Most RCTs of KD were conducted in patients with a limited group of participants, such as those with overweight, obesity, metabolic syndrome, cancer, and refractory epilepsy. In addition, most outcomes measured were limited to only surrogate outcomes. Thus, more clinical trials with a broader scope in populations and outcomes associated with KD would expand the role of KD in a clinical setting. For example, participant selection could be expanded from previous trials to include elderly patients, nonalcoholic fatty live disease (NAFLD) patients, and polycystic ovarian syndrome patients. Outcomes of interest of could be expanded to include (1) clinical outcomes such as cardiovascular events and liver outcomes, (2) short- and long-term safety outcomes such as adverse events (e.g., gastrointestinal, neurological, hepatic, and renal), eating disorder syndrome, sleep parameters, lipid profiles, and thyroid function and (3) other outcomes such as adherence and quality of life. More importantly, long-term studies are needed to investigate the sustainability of the clinical benefits of KD.
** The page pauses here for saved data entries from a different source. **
//! Build Event Port
//!
//! Observable progress for stage, assemble and launch. Enables console
//! progress, NDJSON event streams for CI, and test recording.

use std::path::PathBuf;

use crate::domain::value_objects::PackageName;

/// Where a staged package came from
#[derive(Debug, Clone, Copy, PartialEq, Eq)]
pub enum PackageSource {
    Cache,
    Index,
}

impl PackageSource {
    pub fn as_str(&self) -> &'static str {
        match self {
            PackageSource::Cache => "cache",
            PackageSource::Index => "index",
        }
    }
}

/// Event emitted during a build or launch
#[derive(Debug, Clone)]
pub enum BuildEvent {
    /// Dependency staging started
    StageStarted { lock: PathBuf, package_count: usize },

    /// A locked package was resolved and verified
    PackageResolved {
        name: PackageName,
        version: String,
        source: PackageSource,
    },

    /// A package's files were installed into the staging area
    PackageInstalled {
        name: PackageName,
        version: String,
        file_count: usize,
    },

    /// Installed set published
    StageCompleted {
        stage_dir: PathBuf,
        package_count: usize,
        file_count: usize,
    },

    /// Image assembly started
    AssembleStarted { image_dir: PathBuf },

    /// A tooling package was left out of the image
    ToolingExcluded { name: PackageName },

    /// Image published
    AssembleCompleted {
        image_dir: PathBuf,
        package_count: usize,
        source_file_count: usize,
    },

    /// Entry point process spawned
    ProcessStarted {
        pid: u32,
        module: String,
        port: u16,
    },

    /// Entry point accepted a connection on its port
    ProcessReady { port: u16 },

    /// Entry point exited
    ProcessExited { code: Option<i32> },
}

/// Trait for receiving build events
pub trait BuildEventSink: Send + Sync {
    fn on_event(&self, event: BuildEvent);

    /// Whether per-package events are wanted
    fn wants_detailed_events(&self) -> bool {
        true
    }

    /// Push buffered output to its destination. Called before handing the
    /// terminal to a child process.
    fn flush(&self) {}
}

/// No-op event sink for silent operation
pub struct NoopEventSink;

impl BuildEventSink for NoopEventSink {
    fn on_event(&self, _event: BuildEvent) {}

    fn wants_detailed_events(&self) -> bool {
        false
    }
}

#[cfg(test)]
pub(crate) mod testing {
    use super::*;
    use std::sync::{Arc, Mutex};

    /// Sink that records every event, for asserting on emitted sequences
    #[derive(Clone, Default)]
    pub struct RecordingEventSink {
        pub events: Arc<Mutex<Vec<BuildEvent>>>,
        /// Number of events recorded at each flush
        pub flushes: Arc<Mutex<Vec<usize>>>,
    }

    impl RecordingEventSink {
        pub fn new() -> Self {
            Self::default()
        }

        pub fn take(&self) -> Vec<BuildEvent> {
            std::mem::take(&mut *self.events.lock().unwrap())
        }

        pub fn flush_points(&self) -> Vec<usize> {
            self.flushes.lock().unwrap().clone()
        }
    }

    impl BuildEventSink for RecordingEventSink {
        fn on_event(&self, event: BuildEvent) {
            self.events.lock().unwrap().push(event);
        }

        fn flush(&self) {
            let seen = self.events.lock().unwrap().len();
            self.flushes.lock().unwrap().push(seen);
        }
    }
}

#[cfg(test)]
mod tests {
    use super::testing::RecordingEventSink;
    use super::*;

    #[test]
    fn recording_sink_captures_events() {
        let sink = RecordingEventSink::new();
        sink.on_event(BuildEvent::ProcessReady { port: 8000 });
        sink.on_event(BuildEvent::ProcessExited { code: Some(0) });

        let events = sink.take();
        assert_eq!(events.len(), 2);
        assert!(matches!(events[0], BuildEvent::ProcessReady { port: 8000 }));
        assert!(sink.take().is_empty());
    }

    #[test]
    fn noop_sink_wants_no_details() {
        assert!(!NoopEventSink.wants_detailed_events());
    }

    #[test]
    fn package_source_labels() {
        assert_eq!(PackageSource::Cache.as_str(), "cache");
        assert_eq!(PackageSource::Index.as_str(), "index");
    }
}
Our findings are useful to support the generation of evidence-based recommendations for clinicians contemplating use of KD in their patients, as well as for the general population. We further emphasize the importance of consultation with healthcare professionals before utilizing KD and any other dietary interventions. We demonstrated the benefits of KD on various outcomes in the short term. However, these improvements may prove difficult to sustain in the long term because of challenges in adherence. As for any diet interventions to achieve sustainable weight loss, factors of success include adherence, negative energy balance, and high-quality foods. Thus, communication and education with KD practitioners are important to ensure their adherence to the diet. Some individuals might benefit from switching from KD to other dietary interventions to maintain long-term weight loss.

Limitations

This umbrella review has several limitations. Firstly, we focused on published meta-analyses which confined us from assessing the associations of KD on outcomes and populations that were not included in existing meta-analyses. Secondly, most of the included meta-analyses were rated with AMSTAR-2 as critically low confidence, mainly due to a lack of study exclusion reasons, unexplained study heterogeneity, and unassessed publication bias. However, these domains unlikely affected our findings. Thirdly, we could not perform a dose–response analysis to understand the effects of different levels of carbohydrate intake on health outcomes because of insufficient details of carbohydrate intake reported in the meta-analyses. Fourthly, most RCTs of KD were limited to a relatively small number of participants with a short-term follow-up period, which limited our assessment of sustained beneficial effects after stopping KD. Lastly, due to decreased adherence, carbohydrate intake most likely increased across the course of the trials. For example, subjects in the KD arm of the A TO Z Weight Loss Study [67], started with a carbohydrate intake < 10 g/day but ended at 12 months with a carbohydrate intake accounting for 34% of TEI. In the DIRECT trial, subjects in the KD group started with carbohydrate intake of 20 g/day and ended at 12 months with 40% of TEI from carbohydrate intake [68]. Thus, we cannot be certain how the precise degree of ketosis contributed to the beneficial effects noted.

Conclusions

Beneficial associations of practicing KD were supported by moderate- to high-quality evidence, including weight loss, lower triglyceride levels, decreased HbA1c, RER, and decreased seizure frequency. However, KD was associated with a clinically meaningful increase in LDL-C. Clinical trials with long-term follow-up are warranted to investigate whether these short-term effects of KD will translate to beneficial effects on more long-term clinical outcomes such as cardiovascular events and mortality.